Dataset entries.
>>>>>
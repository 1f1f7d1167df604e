//! Relay error taxonomy.
//!
//! None of these terminate the process: parse errors are logged and the
//! offending connection stays open, upstream errors are fanned out to
//! clients, and tool failures become structured `{"error": ...}` results.

use thiserror::Error;

/// Errors surfaced by the relay.
#[derive(Debug, Error)]
pub enum RelayError {
    /// A client sent a frame that could not be parsed.
    #[error("failed to parse client message: {0}")]
    Parse(String),

    /// The upstream connection attempt failed.
    #[error("upstream connect failed: {0}")]
    UpstreamConnect(String),

    /// An operation required a connected upstream session.
    #[error("upstream session is not connected")]
    UpstreamNotConnected,

    /// The upstream transport closed.
    #[error("upstream session closed")]
    UpstreamClosed,

    /// A tool handler failed.
    #[error("tool `{name}` failed: {message}")]
    Tool {
        /// Name of the failing tool.
        name: String,
        /// Handler-reported failure description.
        message: String,
    },

    /// Audio samples could not be encoded into a container.
    #[error("audio encoding failed: {0}")]
    AudioEncode(String),
}

/// Convenience alias used throughout the relay crates.
pub type Result<T> = std::result::Result<T, RelayError>;

#[cfg(test)]
mod tests {
    use super::*;

    #[test]
    fn parse_error_display() {
        let err = RelayError::Parse("unexpected end of input".into());
        assert_eq!(
            err.to_string(),
            "failed to parse client message: unexpected end of input"
        );
    }

    #[test]
    fn tool_error_display_includes_name() {
        let err = RelayError::Tool {
            name: "get_weather".into(),
            message: "city not found".into(),
        };
        assert_eq!(err.to_string(), "tool `get_weather` failed: city not found");
    }

    #[test]
    fn upstream_closed_display() {
        assert_eq!(
            RelayError::UpstreamClosed.to_string(),
            "upstream session closed"
        );
    }
}
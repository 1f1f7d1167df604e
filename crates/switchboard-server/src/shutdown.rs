//! Shutdown signaling for long-running relay tasks.

use std::time::Duration;

use tokio::task::JoinHandle;
use tokio_util::sync::CancellationToken;
use tracing::{info, warn};

/// How long to wait for tasks to drain before giving up.
const DRAIN_TIMEOUT: Duration = Duration::from_secs(10);

/// Hands out cancellation tokens and drains task handles at exit.
pub struct ShutdownCoordinator {
    token: CancellationToken,
}

impl ShutdownCoordinator {
    /// Create a coordinator.
    pub fn new() -> Self {
        Self {
            token: CancellationToken::new(),
        }
    }

    /// A token observed by the status loop and other background tasks.
    pub fn token(&self) -> CancellationToken {
        self.token.clone()
    }

    /// Whether shutdown has been requested.
    pub fn is_shutting_down(&self) -> bool {
        self.token.is_cancelled()
    }

    /// Cancel all tasks and wait (bounded) for them to finish.
    pub async fn drain(&self, handles: Vec<JoinHandle<()>>) {
        self.token.cancel();
        info!(task_count = handles.len(), "draining relay tasks");
        let all = futures::future::join_all(handles);
        if tokio::time::timeout(DRAIN_TIMEOUT, all).await.is_err() {
            warn!("shutdown drain timed out, abandoning remaining tasks");
        }
    }
}

impl Default for ShutdownCoordinator {
    fn default() -> Self {
        Self::new()
    }
}

#[cfg(test)]
mod tests {
    use super::*;

    #[test]
    fn starts_not_shutting_down() {
        let coord = ShutdownCoordinator::new();
        assert!(!coord.is_shutting_down());
    }

    #[test]
    fn tokens_observe_cancellation() {
        let coord = ShutdownCoordinator::new();
        let t1 = coord.token();
        let t2 = coord.token();
        coord.token.cancel();
        assert!(t1.is_cancelled());
        assert!(t2.is_cancelled());
        assert!(coord.is_shutting_down());
    }

    #[tokio::test]
    async fn drain_waits_for_cooperative_tasks() {
        let coord = ShutdownCoordinator::new();
        let token = coord.token();
        let handle = tokio::spawn(async move {
            token.cancelled().await;
        });
        coord.drain(vec![handle]).await;
        assert!(coord.is_shutting_down());
    }

    #[tokio::test(start_paused = true)]
    async fn drain_times_out_on_stuck_tasks() {
        let coord = ShutdownCoordinator::new();
        let handle = tokio::spawn(async {
            tokio::time::sleep(Duration::from_secs(3600)).await;
        });
        coord.drain(vec![handle]).await;
        assert!(coord.is_shutting_down());
    }
}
<<<<<
Required action. Make an exact transcription of the entries above.

Exercise solution.
repository 1f1f7d1167df604e
//! Relay error taxonomy.
//!
//! None of these terminate the process: parse errors are logged and the
//! offending connection stays open, upstream errors are fanned out to
//! clients, and tool failures become structured `{"error": ...}` results.

use thiserror::Error;

/// Errors surfaced by the relay.
#[derive(Debug, Error)]
pub enum RelayError {
    /// A client sent a frame that could not be parsed.
    #[error("failed to parse client message: {0}")]
    Parse(String),

    /// The upstream connection attempt failed.
    #[error("upstream connect failed: {0}")]
    UpstreamConnect(String),

    /// An operation required a connected upstream session.
    #[error("upstream session is not connected")]
    UpstreamNotConnected,

    /// The upstream transport closed.
    #[error("upstream session closed")]
    UpstreamClosed,

    /// A tool handler failed.
    #[error("tool `{name}` failed: {message}")]
    Tool {
        /// Name of the failing tool.
        name: String,
        /// Handler-reported failure description.
        message: String,
    },

    /// Audio samples could not be encoded into a container.
    #[error("audio encoding failed: {0}")]
    AudioEncode(String),
}

/// Convenience alias used throughout the relay crates.
pub type Result<T> = std::result::Result<T, RelayError>;

#[cfg(test)]
mod tests {
    use super::*;

    #[test]
    fn parse_error_display() {
        let err = RelayError::Parse("unexpected end of input".into());
        assert_eq!(
            err.to_string(),
            "failed to parse client message: unexpected end of input"
        );
    }

    #[test]
    fn tool_error_display_includes_name() {
        let err = RelayError::Tool {
            name: "get_weather".into(),
            message: "city not found".into(),
        };
        assert_eq!(err.to_string(), "tool `get_weather` failed: city not found");
    }

    #[test]
    fn upstream_closed_display() {
        assert_eq!(
            RelayError::UpstreamClosed.to_string(),
            "upstream session closed"
        );
    }
}
repository 1f1f7d1167df604e
filename crates/switchboard-server/src/shutdown.rs
//! Shutdown signaling for long-running relay tasks.

use std::time::Duration;

use tokio::task::JoinHandle;
use tokio_util::sync::CancellationToken;
use tracing::{info, warn};

/// How long to wait for tasks to drain before giving up.
const DRAIN_TIMEOUT: Duration = Duration::from_secs(10);

/// Hands out cancellation tokens and drains task handles at exit.
pub struct ShutdownCoordinator {
    token: CancellationToken,
}

impl ShutdownCoordinator {
    /// Create a coordinator.
    pub fn new() -> Self {
        Self {
            token: CancellationToken::new(),
        }
    }

    /// A token observed by the status loop and other background tasks.
    pub fn token(&self) -> CancellationToken {
        self.token.clone()
    }

    /// Whether shutdown has been requested.
    pub fn is_shutting_down(&self) -> bool {
        self.token.is_cancelled()
    }

    /// Cancel all tasks and wait (bounded) for them to finish.
    pub async fn drain(&self, handles: Vec<JoinHandle<()>>) {
        self.token.cancel();
        info!(task_count = handles.len(), "draining relay tasks");
        let all = futures::future::join_all(handles);
        if tokio::time::timeout(DRAIN_TIMEOUT, all).await.is_err() {
            warn!("shutdown drain timed out, abandoning remaining tasks");
        }
    }
}

impl Default for ShutdownCoordinator {
    fn default() -> Self {
        Self::new()
    }
}

#[cfg(test)]
mod tests {
    use super::*;

    #[test]
    fn starts_not_shutting_down() {
        let coord = ShutdownCoordinator::new();
        assert!(!coord.is_shutting_down());
    }

    #[test]
    fn tokens_observe_cancellation() {
        let coord = ShutdownCoordinator::new();
        let t1 = coord.token();
        let t2 = coord.token();
        coord.token.cancel();
        assert!(t1.is_cancelled());
        assert!(t2.is_cancelled());
        assert!(coord.is_shutting_down());
    }

    #[tokio::test]
    async fn drain_waits_for_cooperative_tasks() {
        let coord = ShutdownCoordinator::new();
        let token = coord.token();
        let handle = tokio::spawn(async move {
            token.cancelled().await;
        });
        coord.drain(vec![handle]).await;
        assert!(coord.is_shutting_down());
    }

    #[tokio::test(start_paused = true)]
    async fn drain_times_out_on_stuck_tasks() {
        let coord = ShutdownCoordinator::new();
        let handle = tokio::spawn(async {
            tokio::time::sleep(Duration::from_secs(3600)).await;
        });
        coord.drain(vec![handle]).await;
        assert!(coord.is_shutting_down());
    }
}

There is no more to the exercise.